__Task objective__. The word "failed" marks the lines to find; copy every such line from the data below.

__Material shown__.
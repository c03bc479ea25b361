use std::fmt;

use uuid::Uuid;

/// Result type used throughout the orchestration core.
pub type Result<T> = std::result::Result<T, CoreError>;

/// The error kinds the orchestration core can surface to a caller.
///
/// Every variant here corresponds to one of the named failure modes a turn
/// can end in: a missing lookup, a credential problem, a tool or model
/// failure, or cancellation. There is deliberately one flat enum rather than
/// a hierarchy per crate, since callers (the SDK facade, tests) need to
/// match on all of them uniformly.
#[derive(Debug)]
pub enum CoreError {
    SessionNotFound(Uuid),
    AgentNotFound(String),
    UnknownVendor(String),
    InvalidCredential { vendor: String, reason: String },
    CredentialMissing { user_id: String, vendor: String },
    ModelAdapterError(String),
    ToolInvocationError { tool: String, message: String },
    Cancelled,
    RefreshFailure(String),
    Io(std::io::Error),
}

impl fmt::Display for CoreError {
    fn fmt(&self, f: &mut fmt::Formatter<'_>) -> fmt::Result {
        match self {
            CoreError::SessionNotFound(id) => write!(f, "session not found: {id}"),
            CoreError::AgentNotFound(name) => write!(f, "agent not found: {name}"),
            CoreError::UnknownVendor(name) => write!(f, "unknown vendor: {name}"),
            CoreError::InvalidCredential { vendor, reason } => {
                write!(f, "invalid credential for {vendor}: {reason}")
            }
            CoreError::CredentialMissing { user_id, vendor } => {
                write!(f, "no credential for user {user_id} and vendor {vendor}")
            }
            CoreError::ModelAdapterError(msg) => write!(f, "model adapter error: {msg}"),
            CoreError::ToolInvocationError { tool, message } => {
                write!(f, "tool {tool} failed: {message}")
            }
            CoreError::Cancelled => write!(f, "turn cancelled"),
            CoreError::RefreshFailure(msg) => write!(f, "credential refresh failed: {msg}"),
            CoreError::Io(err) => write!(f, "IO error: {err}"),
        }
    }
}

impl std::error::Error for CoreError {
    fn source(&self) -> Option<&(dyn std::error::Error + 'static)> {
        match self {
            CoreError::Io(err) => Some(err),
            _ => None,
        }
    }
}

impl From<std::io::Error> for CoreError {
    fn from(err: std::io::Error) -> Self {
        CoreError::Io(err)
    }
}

__Written solution__.
                write!(f, "tool {tool} failed: {message}")
            CoreError::RefreshFailure(msg) => write!(f, "credential refresh failed: {msg}"),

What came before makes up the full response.